Using the Harry Oppenheimer Fellowship grant, my team of interdisciplinary researchers and I will do four things:

  • Analyse millions of high-frequency data points to examine advanced brain physics and physiology (like pressure, blood flow and oxygenation) to understand how the brain is disrupted and how it interacts with the rest of the body.
  • Analyse the cellular changes in the brain after injury (giving rise to brain metabolism and inflammation) to better understand how this leads to the typical changes in physics and physiology of the brain after injury.
  • Perform the first-ever analysis, directly in the brain, of some of the critical drugs that we use in therapies after brain injury, using a novel strategy that we developed to generate unprecedented detail of how drugs distribute in the human brain.
  • Build similar research capacity at the University of KwaZulu-Natal, including setting up systems, training researchers and mentoring students and early-career researchers, to help build their standing in the international research and professional clinical community.

Ultimately, our research has three important objectives. First, we want to advance science and our understanding of the human brain, and therefore improve patient outcomes. The purpose of science is to change society for the better and, in our African context, we hold the potential to create far-reaching improvements in human health.

Second, we have a great opportunity to lead from Africa, and in the process, tell a wonderful story of academic achievement despite a dearth of the funding and academic minds that the great universities of the Global North enjoy.

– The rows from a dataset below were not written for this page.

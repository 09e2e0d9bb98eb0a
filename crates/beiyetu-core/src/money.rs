//! # Money Module
//!
//! Provides the `Money` type for handling prices safely.
//!
//! ## Why Integer Money?
//! ```text
//! ┌─────────────────────────────────────────────────────────────────────────┐
//! │  THE FLOATING POINT PROBLEM                                             │
//! │                                                                         │
//! │  As doubles:                                                            │
//! │    999.99 + 0.01 might print as 999.9999999999999  ❌                   │
//! │    Two "equal" prices can compare unequal                               │
//! │                                                                         │
//! │  OUR SOLUTION: Integer Cents                                            │
//! │    99999 cents + 1 cent = 100000 cents                                 │
//! │    Equality and ordering are exact, so "cheapest store" is exact       │
//! │                                                                         │
//! └─────────────────────────────────────────────────────────────────────────┘
//! ```
//!
//! ## Usage
//! ```rust
//! use beiyetu_core::money::Money;
//!
//! let list_price = Money::from_cents(5_999_999);
//! let store_price = Money::from_cents(5_799_900);
//!
//! assert!(store_price < list_price);
//! assert_eq!(list_price.to_string(), "KSh 59,999.99");
//! assert_eq!(store_price.format_with_symbol("USh"), "USh 57,999.00");
//! ```

use serde::{Deserialize, Serialize};
use std::fmt;

// =============================================================================
// Money Type
// =============================================================================

/// Represents a price in the smallest currency unit (cents of a Kenyan shilling).
///
/// ## Design Decisions
/// - **i64 (signed)**: Matches SQLite INTEGER; the schema keeps stored prices >= 0
/// - **Single field tuple struct**: Zero-cost abstraction over i64
/// - **Ord**: Listings are ranked by price, so ordering must be total
///
/// ## Where Money is Used
/// ```text
/// ┌─────────────────────────────────────────────────────────────────────────┐
/// │  Product.price_cents ────► reference price on the product card          │
/// │                                                                         │
/// │  Listing.price_cents ────► per-store price ──► best price (minimum)     │
/// └─────────────────────────────────────────────────────────────────────────┘
/// ```
#[derive(Debug, Clone, Copy, PartialEq, Eq, PartialOrd, Ord, Hash, Serialize, Deserialize)]
pub struct Money(i64);

impl Money {
    /// Creates a Money value from cents (the smallest currency unit).
    ///
    /// ## Example
    /// ```rust
    /// use beiyetu_core::money::Money;
    ///
    /// let price = Money::from_cents(9999); // KSh 99.99
    /// assert_eq!(price.cents(), 9999);
    /// ```
    #[inline]
    pub const fn from_cents(cents: i64) -> Self {
        Money(cents)
    }

    /// Returns the value in cents (smallest currency unit).
    #[inline]
    pub const fn cents(&self) -> i64 {
        self.0
    }

    /// Formats the value with thousands separators and a currency symbol.
    ///
    /// ## Example
    /// ```rust
    /// use beiyetu_core::money::Money;
    ///
    /// let price = Money::from_cents(5_999_999);
    /// assert_eq!(price.format_with_symbol("KSh"), "KSh 59,999.99");
    /// ```
    pub fn format_with_symbol(&self, symbol: &str) -> String {
        let sign = if self.0 < 0 { "-" } else { "" };
        let abs = self.0.unsigned_abs();
        format!("{}{} {}.{:02}", sign, symbol, group_thousands(abs / 100), abs % 100)
    }
}

/// Inserts a comma between every group of three digits.
fn group_thousands(value: u64) -> String {
    let digits = value.to_string();
    let mut out = String::with_capacity(digits.len() + digits.len() / 3);
    for (i, ch) in digits.chars().enumerate() {
        if i > 0 && (digits.len() - i) % 3 == 0 {
            out.push(',');
        }
        out.push(ch);
    }
    out
}

// =============================================================================
// Trait Implementations
// =============================================================================

/// Display shows the price with the Kenyan shilling symbol.
///
/// ## Note
/// Callers with a configured currency should use
/// [`Money::format_with_symbol`] instead.
impl fmt::Display for Money {
    fn fmt(&self, f: &mut fmt::Formatter<'_>) -> fmt::Result {
        f.write_str(&self.format_with_symbol("KSh"))
    }
}

// =============================================================================
// Unit Tests
// =============================================================================

#[cfg(test)]
mod tests {
    use super::*;

    #[test]
    fn test_from_cents() {
        assert_eq!(Money::from_cents(19_999).cents(), 19_999);
    }

    #[test]
    fn test_format_with_symbol() {
        assert_eq!(Money::from_cents(100_000).format_with_symbol("USh"), "USh 1,000.00");
        assert_eq!(Money::from_cents(5).format_with_symbol("$"), "$ 0.05");
    }

    #[test]
    fn test_display() {
        assert_eq!(Money::from_cents(5_999_999).to_string(), "KSh 59,999.99");
        assert_eq!(Money::from_cents(4_000).to_string(), "KSh 40.00");
        assert_eq!(Money::from_cents(0).to_string(), "KSh 0.00");
        assert_eq!(Money::from_cents(-550).to_string(), "-KSh 5.50");
        assert_eq!(Money::from_cents(10_099_900).to_string(), "KSh 100,999.00");
    }

    #[test]
    fn test_group_thousands() {
        assert_eq!(group_thousands(0), "0");
        assert_eq!(group_thousands(999), "999");
        assert_eq!(group_thousands(1_000), "1,000");
        assert_eq!(group_thousands(1_234_567), "1,234,567");
    }

    #[test]
    fn test_ordering() {
        let mut prices = vec![
            Money::from_cents(6_099_900),
            Money::from_cents(5_799_900),
            Money::from_cents(5_850_000),
        ];
        prices.sort();
        assert_eq!(prices[0].cents(), 5_799_900);
        assert_eq!(prices.iter().max().map(Money::cents), Some(6_099_900));
    }
}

Finally, this is an opportunity to create a new generation of neuroscientists right here in Africa, instead of seeing them disappear overseas. I would like to reverse that brain drain, such that scientists in search of excellence come to us – because we aim to be the best not only in Africa, but the world. DM

Anthony Figaji is director of African Brain Child and head of Paediatric Neurosurgery at the University of Cape Town and the Red Cross War Memorial Children’s Hospital, and a co-recipient of the 2024/25 Harry Oppenheimer Fellowship Award.